**MATERIAL SHOWN:**
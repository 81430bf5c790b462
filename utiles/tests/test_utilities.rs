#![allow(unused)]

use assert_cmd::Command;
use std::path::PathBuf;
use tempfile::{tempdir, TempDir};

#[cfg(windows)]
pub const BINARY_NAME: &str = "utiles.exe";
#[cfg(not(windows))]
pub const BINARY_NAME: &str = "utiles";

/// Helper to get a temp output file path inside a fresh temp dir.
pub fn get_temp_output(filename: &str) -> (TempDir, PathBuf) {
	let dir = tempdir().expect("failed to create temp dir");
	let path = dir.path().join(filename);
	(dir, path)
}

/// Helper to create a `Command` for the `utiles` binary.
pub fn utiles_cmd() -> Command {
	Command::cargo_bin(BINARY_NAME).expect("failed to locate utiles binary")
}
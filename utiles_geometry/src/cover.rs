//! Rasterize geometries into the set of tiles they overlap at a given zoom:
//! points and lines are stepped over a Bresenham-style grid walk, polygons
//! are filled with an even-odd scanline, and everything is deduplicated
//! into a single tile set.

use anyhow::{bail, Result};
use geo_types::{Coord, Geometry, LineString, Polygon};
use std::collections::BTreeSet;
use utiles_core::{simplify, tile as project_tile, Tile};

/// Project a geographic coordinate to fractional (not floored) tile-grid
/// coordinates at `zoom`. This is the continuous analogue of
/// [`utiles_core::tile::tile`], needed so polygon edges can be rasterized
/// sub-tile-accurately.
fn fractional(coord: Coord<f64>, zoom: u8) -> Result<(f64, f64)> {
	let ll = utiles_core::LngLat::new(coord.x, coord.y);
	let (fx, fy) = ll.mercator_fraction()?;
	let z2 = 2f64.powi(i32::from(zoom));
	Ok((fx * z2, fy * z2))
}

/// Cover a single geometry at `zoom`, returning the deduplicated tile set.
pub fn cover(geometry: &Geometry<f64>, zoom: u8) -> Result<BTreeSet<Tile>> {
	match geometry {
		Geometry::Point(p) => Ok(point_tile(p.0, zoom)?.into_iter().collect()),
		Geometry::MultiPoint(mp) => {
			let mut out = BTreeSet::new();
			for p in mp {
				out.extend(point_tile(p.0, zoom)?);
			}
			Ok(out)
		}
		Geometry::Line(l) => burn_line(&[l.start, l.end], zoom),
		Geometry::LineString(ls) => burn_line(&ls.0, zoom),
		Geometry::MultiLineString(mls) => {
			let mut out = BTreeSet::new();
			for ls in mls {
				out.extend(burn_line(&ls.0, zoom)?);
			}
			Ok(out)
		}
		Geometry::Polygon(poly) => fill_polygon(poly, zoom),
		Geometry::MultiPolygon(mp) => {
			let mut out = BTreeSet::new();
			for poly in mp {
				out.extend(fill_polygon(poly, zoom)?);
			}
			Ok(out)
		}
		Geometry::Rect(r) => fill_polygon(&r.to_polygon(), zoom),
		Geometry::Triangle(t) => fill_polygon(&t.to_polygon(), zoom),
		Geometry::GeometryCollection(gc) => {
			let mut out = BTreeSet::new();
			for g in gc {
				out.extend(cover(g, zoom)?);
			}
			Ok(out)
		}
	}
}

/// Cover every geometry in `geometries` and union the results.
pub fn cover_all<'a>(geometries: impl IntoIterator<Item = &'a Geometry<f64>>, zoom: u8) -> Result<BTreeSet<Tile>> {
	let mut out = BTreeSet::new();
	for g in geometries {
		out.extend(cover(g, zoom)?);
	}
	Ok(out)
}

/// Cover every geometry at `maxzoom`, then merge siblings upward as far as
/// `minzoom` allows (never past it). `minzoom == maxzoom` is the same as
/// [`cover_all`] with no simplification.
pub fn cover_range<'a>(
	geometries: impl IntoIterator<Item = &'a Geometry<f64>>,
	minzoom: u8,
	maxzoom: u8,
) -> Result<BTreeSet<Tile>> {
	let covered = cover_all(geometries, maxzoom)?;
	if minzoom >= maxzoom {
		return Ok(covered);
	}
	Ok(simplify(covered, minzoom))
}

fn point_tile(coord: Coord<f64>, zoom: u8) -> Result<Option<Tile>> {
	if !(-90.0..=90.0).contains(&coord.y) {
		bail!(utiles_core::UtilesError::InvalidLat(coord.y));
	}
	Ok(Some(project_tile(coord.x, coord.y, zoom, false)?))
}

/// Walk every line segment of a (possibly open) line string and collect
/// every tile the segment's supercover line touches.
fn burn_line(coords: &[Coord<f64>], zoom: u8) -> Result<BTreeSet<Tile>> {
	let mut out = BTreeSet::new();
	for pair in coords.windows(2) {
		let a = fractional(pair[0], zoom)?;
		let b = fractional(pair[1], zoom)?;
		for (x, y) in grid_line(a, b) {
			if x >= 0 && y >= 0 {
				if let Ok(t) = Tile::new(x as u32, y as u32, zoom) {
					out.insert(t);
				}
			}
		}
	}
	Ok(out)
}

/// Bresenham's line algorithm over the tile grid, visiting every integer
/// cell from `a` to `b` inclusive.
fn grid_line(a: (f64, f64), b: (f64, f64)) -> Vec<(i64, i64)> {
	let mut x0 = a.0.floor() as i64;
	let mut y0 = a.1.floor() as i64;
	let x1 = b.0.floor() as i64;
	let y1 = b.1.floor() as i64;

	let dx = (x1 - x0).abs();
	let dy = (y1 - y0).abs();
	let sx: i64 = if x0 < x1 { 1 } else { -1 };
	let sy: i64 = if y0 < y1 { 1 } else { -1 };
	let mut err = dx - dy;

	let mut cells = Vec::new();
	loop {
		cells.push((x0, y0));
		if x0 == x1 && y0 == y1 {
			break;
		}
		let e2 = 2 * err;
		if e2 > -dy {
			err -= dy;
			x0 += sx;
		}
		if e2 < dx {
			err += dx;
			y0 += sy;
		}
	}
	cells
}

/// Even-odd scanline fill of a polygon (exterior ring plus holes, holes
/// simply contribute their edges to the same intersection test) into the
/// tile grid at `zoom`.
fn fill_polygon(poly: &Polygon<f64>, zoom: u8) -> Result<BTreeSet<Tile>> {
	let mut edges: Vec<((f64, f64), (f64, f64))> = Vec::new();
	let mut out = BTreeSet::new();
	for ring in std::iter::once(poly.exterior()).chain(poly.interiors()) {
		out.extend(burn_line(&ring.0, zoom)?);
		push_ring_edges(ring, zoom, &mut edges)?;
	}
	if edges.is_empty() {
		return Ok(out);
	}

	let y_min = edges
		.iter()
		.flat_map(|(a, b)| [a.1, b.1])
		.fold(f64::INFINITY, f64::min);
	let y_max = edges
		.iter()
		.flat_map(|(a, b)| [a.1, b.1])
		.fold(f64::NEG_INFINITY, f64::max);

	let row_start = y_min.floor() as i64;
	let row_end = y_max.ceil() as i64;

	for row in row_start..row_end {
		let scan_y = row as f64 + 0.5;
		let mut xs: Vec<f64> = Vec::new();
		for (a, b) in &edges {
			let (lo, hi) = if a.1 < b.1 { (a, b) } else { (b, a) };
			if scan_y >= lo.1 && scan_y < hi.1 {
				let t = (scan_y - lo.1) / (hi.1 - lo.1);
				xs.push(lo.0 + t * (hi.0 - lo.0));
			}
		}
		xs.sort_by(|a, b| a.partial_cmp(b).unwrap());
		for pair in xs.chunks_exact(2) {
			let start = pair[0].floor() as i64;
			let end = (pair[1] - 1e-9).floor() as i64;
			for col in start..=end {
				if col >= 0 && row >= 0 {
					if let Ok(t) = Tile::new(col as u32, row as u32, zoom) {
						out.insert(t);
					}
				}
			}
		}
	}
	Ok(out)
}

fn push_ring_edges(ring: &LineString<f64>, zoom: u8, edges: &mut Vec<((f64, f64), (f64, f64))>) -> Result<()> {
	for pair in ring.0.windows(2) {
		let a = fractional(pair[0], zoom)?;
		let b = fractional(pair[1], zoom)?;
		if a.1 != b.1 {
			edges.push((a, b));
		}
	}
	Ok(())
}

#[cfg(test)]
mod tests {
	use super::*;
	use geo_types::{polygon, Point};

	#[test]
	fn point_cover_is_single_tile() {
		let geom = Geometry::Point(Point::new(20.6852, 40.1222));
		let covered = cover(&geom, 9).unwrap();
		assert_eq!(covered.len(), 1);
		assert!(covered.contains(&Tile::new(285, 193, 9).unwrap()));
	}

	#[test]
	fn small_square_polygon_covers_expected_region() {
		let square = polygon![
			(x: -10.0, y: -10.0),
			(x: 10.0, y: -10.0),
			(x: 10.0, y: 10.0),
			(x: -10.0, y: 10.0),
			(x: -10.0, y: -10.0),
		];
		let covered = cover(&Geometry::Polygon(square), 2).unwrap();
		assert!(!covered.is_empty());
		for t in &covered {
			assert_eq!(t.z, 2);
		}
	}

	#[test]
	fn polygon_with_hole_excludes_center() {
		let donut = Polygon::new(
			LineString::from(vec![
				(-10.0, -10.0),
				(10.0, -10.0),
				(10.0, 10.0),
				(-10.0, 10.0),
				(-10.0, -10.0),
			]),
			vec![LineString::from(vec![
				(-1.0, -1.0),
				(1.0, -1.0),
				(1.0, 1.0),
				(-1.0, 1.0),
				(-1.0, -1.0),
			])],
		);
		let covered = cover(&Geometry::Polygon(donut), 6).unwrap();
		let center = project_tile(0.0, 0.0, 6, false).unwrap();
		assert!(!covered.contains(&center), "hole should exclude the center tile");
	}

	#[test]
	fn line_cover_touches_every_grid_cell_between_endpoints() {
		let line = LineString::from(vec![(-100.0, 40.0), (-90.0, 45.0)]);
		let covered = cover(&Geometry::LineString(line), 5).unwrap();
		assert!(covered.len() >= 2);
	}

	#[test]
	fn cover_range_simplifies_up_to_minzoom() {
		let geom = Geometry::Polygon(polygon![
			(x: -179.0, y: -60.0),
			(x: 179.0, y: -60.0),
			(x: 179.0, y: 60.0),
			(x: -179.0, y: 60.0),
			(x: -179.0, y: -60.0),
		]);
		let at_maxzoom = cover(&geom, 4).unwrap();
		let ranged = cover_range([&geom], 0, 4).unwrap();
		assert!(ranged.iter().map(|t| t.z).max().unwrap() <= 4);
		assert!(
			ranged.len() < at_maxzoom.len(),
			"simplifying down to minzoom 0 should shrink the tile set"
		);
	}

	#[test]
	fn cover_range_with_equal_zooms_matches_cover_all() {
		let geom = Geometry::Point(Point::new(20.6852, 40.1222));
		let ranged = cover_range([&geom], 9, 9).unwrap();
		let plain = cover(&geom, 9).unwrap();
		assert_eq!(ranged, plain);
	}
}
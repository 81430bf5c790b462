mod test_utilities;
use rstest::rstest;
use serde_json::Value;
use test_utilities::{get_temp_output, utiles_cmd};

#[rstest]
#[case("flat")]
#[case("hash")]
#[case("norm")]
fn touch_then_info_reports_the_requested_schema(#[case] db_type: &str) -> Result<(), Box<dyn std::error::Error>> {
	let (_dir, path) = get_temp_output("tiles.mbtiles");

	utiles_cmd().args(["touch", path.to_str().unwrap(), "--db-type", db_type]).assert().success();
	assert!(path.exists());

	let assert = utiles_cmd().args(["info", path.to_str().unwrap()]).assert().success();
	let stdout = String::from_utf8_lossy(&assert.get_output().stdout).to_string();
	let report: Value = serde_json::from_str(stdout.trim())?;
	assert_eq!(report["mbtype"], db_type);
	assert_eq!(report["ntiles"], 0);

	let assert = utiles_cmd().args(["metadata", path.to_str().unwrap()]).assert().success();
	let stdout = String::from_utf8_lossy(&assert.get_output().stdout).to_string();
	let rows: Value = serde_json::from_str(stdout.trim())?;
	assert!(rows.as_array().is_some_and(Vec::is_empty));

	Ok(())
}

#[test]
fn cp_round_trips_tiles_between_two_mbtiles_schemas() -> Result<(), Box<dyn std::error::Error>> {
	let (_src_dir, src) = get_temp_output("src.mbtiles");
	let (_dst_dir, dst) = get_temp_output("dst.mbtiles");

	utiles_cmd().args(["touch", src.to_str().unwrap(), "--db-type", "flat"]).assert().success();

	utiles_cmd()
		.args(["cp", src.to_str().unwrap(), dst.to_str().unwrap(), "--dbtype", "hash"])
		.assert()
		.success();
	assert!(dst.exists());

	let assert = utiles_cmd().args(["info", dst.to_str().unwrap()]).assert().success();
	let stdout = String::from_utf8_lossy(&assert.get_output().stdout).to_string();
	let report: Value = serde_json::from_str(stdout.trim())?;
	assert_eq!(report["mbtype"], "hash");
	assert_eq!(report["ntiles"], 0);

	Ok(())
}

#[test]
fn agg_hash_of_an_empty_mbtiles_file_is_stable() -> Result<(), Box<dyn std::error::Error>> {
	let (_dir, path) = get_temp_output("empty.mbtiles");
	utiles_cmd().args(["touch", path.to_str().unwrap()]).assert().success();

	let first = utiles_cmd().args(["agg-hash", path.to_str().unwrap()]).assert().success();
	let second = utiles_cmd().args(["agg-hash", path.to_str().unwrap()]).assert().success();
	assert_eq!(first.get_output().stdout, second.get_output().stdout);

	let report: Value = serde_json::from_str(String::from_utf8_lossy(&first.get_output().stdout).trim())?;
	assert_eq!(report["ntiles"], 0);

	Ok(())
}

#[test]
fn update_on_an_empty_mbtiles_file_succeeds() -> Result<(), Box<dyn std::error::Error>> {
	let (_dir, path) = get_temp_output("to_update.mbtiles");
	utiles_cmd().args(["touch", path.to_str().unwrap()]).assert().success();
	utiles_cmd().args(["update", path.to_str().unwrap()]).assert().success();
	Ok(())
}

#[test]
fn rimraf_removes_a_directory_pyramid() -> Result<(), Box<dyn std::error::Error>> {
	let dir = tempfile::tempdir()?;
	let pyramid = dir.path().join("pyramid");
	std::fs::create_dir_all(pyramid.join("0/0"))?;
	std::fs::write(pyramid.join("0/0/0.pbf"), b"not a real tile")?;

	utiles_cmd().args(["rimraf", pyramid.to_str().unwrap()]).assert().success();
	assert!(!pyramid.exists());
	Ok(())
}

**EXERCISE:** Give back exactly the lines of the listing above that run from the line with "let mut x0 = a.0.floor() as i64;" to the line with "let sy: i64", inclusive.

**REPLY:**
	let mut x0 = a.0.floor() as i64;
	let mut y0 = a.1.floor() as i64;
	let x1 = b.0.floor() as i64;
	let y1 = b.1.floor() as i64;

	let dx = (x1 - x0).abs();
	let dy = (y1 - y0).abs();
	let sx: i64 = if x0 < x1 { 1 } else { -1 };
	let sy: i64 = if y0 < y1 { 1 } else { -1 };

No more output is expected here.